### Task item:
Repeat the whole of the data, keeping every detail the same.

*** Opening of Data for processing ***

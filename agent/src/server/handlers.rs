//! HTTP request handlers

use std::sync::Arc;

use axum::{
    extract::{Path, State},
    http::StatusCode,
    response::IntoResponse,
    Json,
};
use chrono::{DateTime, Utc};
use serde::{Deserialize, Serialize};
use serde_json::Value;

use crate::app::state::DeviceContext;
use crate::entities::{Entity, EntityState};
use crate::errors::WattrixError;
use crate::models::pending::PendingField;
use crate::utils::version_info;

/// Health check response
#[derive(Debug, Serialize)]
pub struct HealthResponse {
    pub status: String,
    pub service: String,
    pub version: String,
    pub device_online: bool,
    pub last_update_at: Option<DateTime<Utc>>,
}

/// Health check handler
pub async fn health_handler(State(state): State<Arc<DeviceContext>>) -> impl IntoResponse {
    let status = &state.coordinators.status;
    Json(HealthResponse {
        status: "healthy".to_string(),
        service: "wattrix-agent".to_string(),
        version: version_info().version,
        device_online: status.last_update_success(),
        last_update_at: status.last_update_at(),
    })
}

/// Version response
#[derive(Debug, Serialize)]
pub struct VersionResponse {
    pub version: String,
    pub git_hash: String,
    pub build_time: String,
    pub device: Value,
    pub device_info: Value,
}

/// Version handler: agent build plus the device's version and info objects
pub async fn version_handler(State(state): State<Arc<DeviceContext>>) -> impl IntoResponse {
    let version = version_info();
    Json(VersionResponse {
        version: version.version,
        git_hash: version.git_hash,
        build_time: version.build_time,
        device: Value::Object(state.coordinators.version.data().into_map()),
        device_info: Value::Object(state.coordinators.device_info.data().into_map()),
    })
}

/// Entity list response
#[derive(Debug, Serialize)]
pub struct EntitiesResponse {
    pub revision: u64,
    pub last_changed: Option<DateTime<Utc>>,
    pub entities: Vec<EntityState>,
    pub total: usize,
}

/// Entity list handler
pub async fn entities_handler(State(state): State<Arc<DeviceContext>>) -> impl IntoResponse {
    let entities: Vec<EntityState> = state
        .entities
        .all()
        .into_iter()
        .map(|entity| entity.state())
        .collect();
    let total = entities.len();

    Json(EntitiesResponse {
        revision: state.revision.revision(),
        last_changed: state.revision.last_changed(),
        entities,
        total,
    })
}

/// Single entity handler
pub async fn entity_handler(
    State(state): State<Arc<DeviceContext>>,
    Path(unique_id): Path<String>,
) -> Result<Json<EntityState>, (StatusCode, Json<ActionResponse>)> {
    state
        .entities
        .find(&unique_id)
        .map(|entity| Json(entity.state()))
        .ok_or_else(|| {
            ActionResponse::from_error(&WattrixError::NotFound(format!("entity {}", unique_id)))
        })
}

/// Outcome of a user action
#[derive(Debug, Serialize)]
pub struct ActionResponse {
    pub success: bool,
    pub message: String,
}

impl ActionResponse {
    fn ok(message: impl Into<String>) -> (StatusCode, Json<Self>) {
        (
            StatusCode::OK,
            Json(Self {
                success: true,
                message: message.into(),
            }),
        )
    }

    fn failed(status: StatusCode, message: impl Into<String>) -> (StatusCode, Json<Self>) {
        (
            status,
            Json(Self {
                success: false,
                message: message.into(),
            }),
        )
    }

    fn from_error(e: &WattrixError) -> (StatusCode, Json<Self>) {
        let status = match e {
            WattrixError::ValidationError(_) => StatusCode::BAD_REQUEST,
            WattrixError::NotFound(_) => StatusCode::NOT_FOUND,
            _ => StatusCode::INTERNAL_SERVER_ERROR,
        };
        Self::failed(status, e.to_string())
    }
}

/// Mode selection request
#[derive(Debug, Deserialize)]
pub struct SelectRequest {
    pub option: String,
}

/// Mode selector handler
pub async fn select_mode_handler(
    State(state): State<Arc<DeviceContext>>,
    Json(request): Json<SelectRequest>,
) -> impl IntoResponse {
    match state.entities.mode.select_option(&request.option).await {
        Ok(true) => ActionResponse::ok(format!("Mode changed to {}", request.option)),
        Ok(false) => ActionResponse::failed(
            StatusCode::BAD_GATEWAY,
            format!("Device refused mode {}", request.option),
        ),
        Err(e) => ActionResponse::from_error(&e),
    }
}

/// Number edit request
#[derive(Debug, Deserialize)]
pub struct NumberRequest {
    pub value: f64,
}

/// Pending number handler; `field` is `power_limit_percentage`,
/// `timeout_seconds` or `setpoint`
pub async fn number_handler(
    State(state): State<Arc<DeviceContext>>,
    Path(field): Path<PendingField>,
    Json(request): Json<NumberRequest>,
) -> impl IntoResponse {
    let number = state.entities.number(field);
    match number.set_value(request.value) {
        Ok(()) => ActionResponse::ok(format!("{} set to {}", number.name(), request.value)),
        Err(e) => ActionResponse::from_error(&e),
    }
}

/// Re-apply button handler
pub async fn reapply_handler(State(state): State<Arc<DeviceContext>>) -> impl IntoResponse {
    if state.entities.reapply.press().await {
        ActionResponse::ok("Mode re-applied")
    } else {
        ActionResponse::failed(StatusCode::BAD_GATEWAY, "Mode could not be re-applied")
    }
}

*** Close of Data for processing ***

### Result of the exercise:
filename agent/src/server/handlers.rs
//! HTTP request handlers

use std::sync::Arc;

use axum::{
    extract::{Path, State},
    http::StatusCode,
    response::IntoResponse,
    Json,
};
use chrono::{DateTime, Utc};
use serde::{Deserialize, Serialize};
use serde_json::Value;

use crate::app::state::DeviceContext;
use crate::entities::{Entity, EntityState};
use crate::errors::WattrixError;
use crate::models::pending::PendingField;
use crate::utils::version_info;

/// Health check response
#[derive(Debug, Serialize)]
pub struct HealthResponse {
    pub status: String,
    pub service: String,
    pub version: String,
    pub device_online: bool,
    pub last_update_at: Option<DateTime<Utc>>,
}

/// Health check handler
pub async fn health_handler(State(state): State<Arc<DeviceContext>>) -> impl IntoResponse {
    let status = &state.coordinators.status;
    Json(HealthResponse {
        status: "healthy".to_string(),
        service: "wattrix-agent".to_string(),
        version: version_info().version,
        device_online: status.last_update_success(),
        last_update_at: status.last_update_at(),
    })
}

/// Version response
#[derive(Debug, Serialize)]
pub struct VersionResponse {
    pub version: String,
    pub git_hash: String,
    pub build_time: String,
    pub device: Value,
    pub device_info: Value,
}

/// Version handler: agent build plus the device's version and info objects
pub async fn version_handler(State(state): State<Arc<DeviceContext>>) -> impl IntoResponse {
    let version = version_info();
    Json(VersionResponse {
        version: version.version,
        git_hash: version.git_hash,
        build_time: version.build_time,
        device: Value::Object(state.coordinators.version.data().into_map()),
        device_info: Value::Object(state.coordinators.device_info.data().into_map()),
    })
}

/// Entity list response
#[derive(Debug, Serialize)]
pub struct EntitiesResponse {
    pub revision: u64,
    pub last_changed: Option<DateTime<Utc>>,
    pub entities: Vec<EntityState>,
    pub total: usize,
}

/// Entity list handler
pub async fn entities_handler(State(state): State<Arc<DeviceContext>>) -> impl IntoResponse {
    let entities: Vec<EntityState> = state
        .entities
        .all()
        .into_iter()
        .map(|entity| entity.state())
        .collect();
    let total = entities.len();

    Json(EntitiesResponse {
        revision: state.revision.revision(),
        last_changed: state.revision.last_changed(),
        entities,
        total,
    })
}

/// Single entity handler
pub async fn entity_handler(
    State(state): State<Arc<DeviceContext>>,
    Path(unique_id): Path<String>,
) -> Result<Json<EntityState>, (StatusCode, Json<ActionResponse>)> {
    state
        .entities
        .find(&unique_id)
        .map(|entity| Json(entity.state()))
        .ok_or_else(|| {
            ActionResponse::from_error(&WattrixError::NotFound(format!("entity {}", unique_id)))
        })
}

/// Outcome of a user action
#[derive(Debug, Serialize)]
pub struct ActionResponse {
    pub success: bool,
    pub message: String,
}

impl ActionResponse {
    fn ok(message: impl Into<String>) -> (StatusCode, Json<Self>) {
        (
            StatusCode::OK,
            Json(Self {
                success: true,
                message: message.into(),
            }),
        )
    }

    fn failed(status: StatusCode, message: impl Into<String>) -> (StatusCode, Json<Self>) {
        (
            status,
            Json(Self {
                success: false,
                message: message.into(),
            }),
        )
    }

    fn from_error(e: &WattrixError) -> (StatusCode, Json<Self>) {
        let status = match e {
            WattrixError::ValidationError(_) => StatusCode::BAD_REQUEST,
            WattrixError::NotFound(_) => StatusCode::NOT_FOUND,
            _ => StatusCode::INTERNAL_SERVER_ERROR,
        };
        Self::failed(status, e.to_string())
    }
}

/// Mode selection request
#[derive(Debug, Deserialize)]
pub struct SelectRequest {
    pub option: String,
}

/// Mode selector handler
pub async fn select_mode_handler(
    State(state): State<Arc<DeviceContext>>,
    Json(request): Json<SelectRequest>,
) -> impl IntoResponse {
    match state.entities.mode.select_option(&request.option).await {
        Ok(true) => ActionResponse::ok(format!("Mode changed to {}", request.option)),
        Ok(false) => ActionResponse::failed(
            StatusCode::BAD_GATEWAY,
            format!("Device refused mode {}", request.option),
        ),
        Err(e) => ActionResponse::from_error(&e),
    }
}

/// Number edit request
#[derive(Debug, Deserialize)]
pub struct NumberRequest {
    pub value: f64,
}

/// Pending number handler; `field` is `power_limit_percentage`,
/// `timeout_seconds` or `setpoint`
pub async fn number_handler(
    State(state): State<Arc<DeviceContext>>,
    Path(field): Path<PendingField>,
    Json(request): Json<NumberRequest>,
) -> impl IntoResponse {
    let number = state.entities.number(field);
    match number.set_value(request.value) {
        Ok(()) => ActionResponse::ok(format!("{} set to {}", number.name(), request.value)),
        Err(e) => ActionResponse::from_error(&e),
    }
}

/// Re-apply button handler
pub async fn reapply_handler(State(state): State<Arc<DeviceContext>>) -> impl IntoResponse {
    if state.entities.reapply.press().await {
        ActionResponse::ok("Mode re-applied")
    } else {
        ActionResponse::failed(StatusCode::BAD_GATEWAY, "Mode could not be re-applied")
    }
}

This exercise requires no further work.